***** PROVIDED MATERIAL

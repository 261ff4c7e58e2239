//! Recorded editing scripts.

use crate::ReplayResult;
use crate::surface::LogSurface;
use kurbo::Point;
use serde::Deserialize;
use sketchpad_core::{
    Canvas, CanvasEvent, ElementId, ElementPatch, ElementSpec, ToolDefaults, ToolKind,
};

/// A recorded editing session.
#[derive(Debug, Clone, Deserialize)]
pub struct Script {
    /// Styling for elements created by tools.
    #[serde(default)]
    pub defaults: ToolDefaults,
    /// Steps, in order.
    pub events: Vec<Step>,
}

impl Script {
    /// Parse a script from JSON.
    pub fn from_json(json: &str) -> ReplayResult<Self> {
        Ok(serde_json::from_str(json)?)
    }
}

/// How a step refers to an existing element. Ids are generated at runtime,
/// so scripts address elements by position in the document instead.
#[derive(Debug, Clone, Copy, PartialEq, Eq, Deserialize)]
#[serde(rename_all = "snake_case")]
pub enum Target {
    /// Zero-based index in document order.
    Index(usize),
    /// The current selection.
    Selected,
    /// The top-most element.
    Last,
}

impl Target {
    fn resolve(self, canvas: &Canvas<LogSurface>) -> Option<ElementId> {
        let document = &canvas.document;
        match self {
            Target::Index(i) => document.elements().get(i).map(|e| e.id().clone()),
            Target::Selected => document.selected_id().cloned(),
            Target::Last => document.elements().last().map(|e| e.id().clone()),
        }
    }
}

/// One scripted step: a surface event or a panel command.
#[derive(Debug, Clone, Deserialize)]
#[serde(tag = "type", rename_all = "snake_case")]
pub enum Step {
    SetTool {
        tool: ToolKind,
    },
    Press {
        x: f64,
        y: f64,
    },
    Move {
        x: f64,
        y: f64,
    },
    Release {
        x: f64,
        y: f64,
    },
    Click {
        target: Target,
    },
    ClickEmpty,
    DragEnd {
        target: Target,
        x: f64,
        y: f64,
    },
    TransformEnd {
        target: Target,
        scale_x: f64,
        scale_y: f64,
        x: f64,
        y: f64,
    },
    Add {
        element: ElementSpec,
    },
    Update {
        target: Target,
        patch: ElementPatch,
    },
    Delete {
        target: Target,
    },
    Duplicate {
        target: Target,
    },
    ToggleVisibility {
        target: Target,
    },
}

impl Step {
    /// Run this step against `canvas`. Steps whose target does not resolve are skipped.
    pub fn apply(&self, canvas: &mut Canvas<LogSurface>) {
        match self {
            Step::SetTool { tool } => canvas.set_tool(*tool),
            Step::Press { x, y } => canvas.handle(CanvasEvent::Press {
                position: Point::new(*x, *y),
            }),
            Step::Move { x, y } => canvas.handle(CanvasEvent::Move {
                position: Point::new(*x, *y),
            }),
            Step::Release { x, y } => canvas.handle(CanvasEvent::Release {
                position: Point::new(*x, *y),
            }),
            Step::ClickEmpty => canvas.handle(CanvasEvent::ClickEmpty),
            Step::Add { element } => {
                canvas.add(element.clone());
            }
            Step::Click { target } => {
                if let Some(id) = self.resolve(*target, canvas) {
                    canvas.handle(CanvasEvent::ClickElement { id });
                }
            }
            Step::DragEnd { target, x, y } => {
                if let Some(id) = self.resolve(*target, canvas) {
                    canvas.handle(CanvasEvent::DragEnd {
                        id,
                        position: Point::new(*x, *y),
                    });
                }
            }
            Step::TransformEnd {
                target,
                scale_x,
                scale_y,
                x,
                y,
            } => {
                if let Some(id) = self.resolve(*target, canvas) {
                    canvas.handle(CanvasEvent::TransformEnd {
                        id,
                        scale_x: *scale_x,
                        scale_y: *scale_y,
                        position: Point::new(*x, *y),
                    });
                }
            }
            Step::Update { target, patch } => {
                if let Some(id) = self.resolve(*target, canvas) {
                    canvas.update(&id, patch);
                }
            }
            Step::Delete { target } => {
                if let Some(id) = self.resolve(*target, canvas) {
                    canvas.delete(&id);
                }
            }
            Step::Duplicate { target } => {
                if let Some(id) = self.resolve(*target, canvas) {
                    canvas.duplicate(&id);
                }
            }
            Step::ToggleVisibility { target } => {
                if let Some(id) = self.resolve(*target, canvas) {
                    canvas.toggle_visibility(&id);
                }
            }
        }
    }

    fn resolve(&self, target: Target, canvas: &Canvas<LogSurface>) -> Option<ElementId> {
        let id = target.resolve(canvas);
        if id.is_none() {
            log::warn!("Target {:?} does not resolve, skipping {:?}", target, self);
        }
        id
    }
}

**********

● **WHAT TO WORK ON**:
Scan the records above for the word "order". Show each line in which it appears.

● **SOLUTION TO THIS TASK**:
    /// Steps, in order.
    /// Zero-based index in document order.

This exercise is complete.